Er stond nu nog een puntje op het programma. Een tocht over het water gevolgd door een stukje jungle. Iedereen kreeg weer zijn laarzen mee en een enkeling had zijn natte laarzen verruild voor droge waardoor anderen in de groep getrakteerd werden op natte enkels vanaf moment één. We hadden al gehoord dat er qua dieren veel te zien zou zijn in de Orinoco Delta. Dat was zeker waar. Na enkele minuten hadden we al verschillende vogels gezien. Adelaars, uilen, reigers, ijsvogels, spechten, een zwarte ibis en veel meer. Daarna zagen we ook steeds meer aapjes, kleine rode rakkers die gezellig op een tak lagen te luimen met wat eten erbij. Een beeld dat ons bekend was, hoewel het tot nu toe de Venezolanen zelf waren die er zo bij lagen. Maar goed, de boot meerde aan en de jungletocht kon beginnen. Mensen die vaker vliegen weten wel dat wanneer de stewardess zich vast snoert en een kruis slaat dat het niet best is. Dit idee kregen wij ook toen onze Indiaanse gids zich insmeerde tegen de muggen. Hierop begon iedereen zich zo goed als te wassen met DEET. Na een paar meter kwamen we bij een poel aan en omdat we laarzen aanhadden was nu wel duidelijk.
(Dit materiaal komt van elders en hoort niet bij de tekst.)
//! Membership junction between users and guilds.
//!
//! Deleting either side cascades to the membership rows.

use sea_orm::entity::prelude::*;
use serde::{Deserialize, Serialize};

/// Membership database model
#[derive(Clone, Debug, PartialEq, Eq, DeriveEntityModel, Serialize, Deserialize)]
#[sea_orm(table_name = "user_guilds")]
pub struct Model {
    /// Member's user id
    #[sea_orm(primary_key, auto_increment = false, indexed)]
    pub user_id: String,
    /// Guild id
    #[sea_orm(primary_key, auto_increment = false, indexed)]
    pub guild_id: String,
    /// Role ids as a JSON array
    #[sea_orm(column_type = "Text", default_value = "[]")]
    pub roles: String,
    /// When the member joined the guild
    #[sea_orm(indexed)]
    pub joined_at: DateTimeUtc,
}

/// Defines relationships between the membership and its two sides
#[derive(Copy, Clone, Debug, EnumIter, DeriveRelation)]
pub enum Relation {
    /// Each membership belongs to one user
    #[sea_orm(
        belongs_to = "super::user::Entity",
        from = "Column::UserId",
        to = "super::user::Column::Id",
        on_delete = "Cascade"
    )]
    User,
    /// Each membership belongs to one guild
    #[sea_orm(
        belongs_to = "super::guild::Entity",
        from = "Column::GuildId",
        to = "super::guild::Column::Id",
        on_delete = "Cascade"
    )]
    Guild,
}

impl Related<super::user::Entity> for Entity {
    fn to() -> RelationDef {
        Relation::User.def()
    }
}

impl Related<super::guild::Entity> for Entity {
    fn to() -> RelationDef {
        Relation::Guild.def()
    }
}

impl ActiveModelBehavior for ActiveModel {}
De komende tocht zou puur door het water gaan. Adriaan die zo eigenwijs was om zijn kisten aan te houden zou zichzelf nu tegenkomen. De gids barste in lachen uit, net als wij, en de tocht kon beginnen. Na een tijdje stond iedereen tot boven zijn knieen en laarzen in het water. Toch was het weer een ervaring op zich. Sommigen hebben nog een kolibri gezien, afhankelijk van je positie in de rij zag je vooraan meer of achteraan minder. Na de jungle gingen we piranha vissen op het water. We kregen een tak met een touwtje en een roestige veiligheidsspeld als haakje. Dit moest wel een groot succes worden, of toch niet. Tijdens onze tocht begon het te regenen, en uit het niets kwamen kleine bootjes met indianen naar ons gevaren. Kinderen van de Warao stam. Hoewel ze eerst lachten keken ze bijzonder zielig tegen de tijd dat ze bij ons waren. Maar gelukkig konden ze van oor tot oor lachen toen we ze koekjes toestopten. Hoewel dit duidelijk vaste prik voor ze was, hing er toch een rare sfeer in de boot.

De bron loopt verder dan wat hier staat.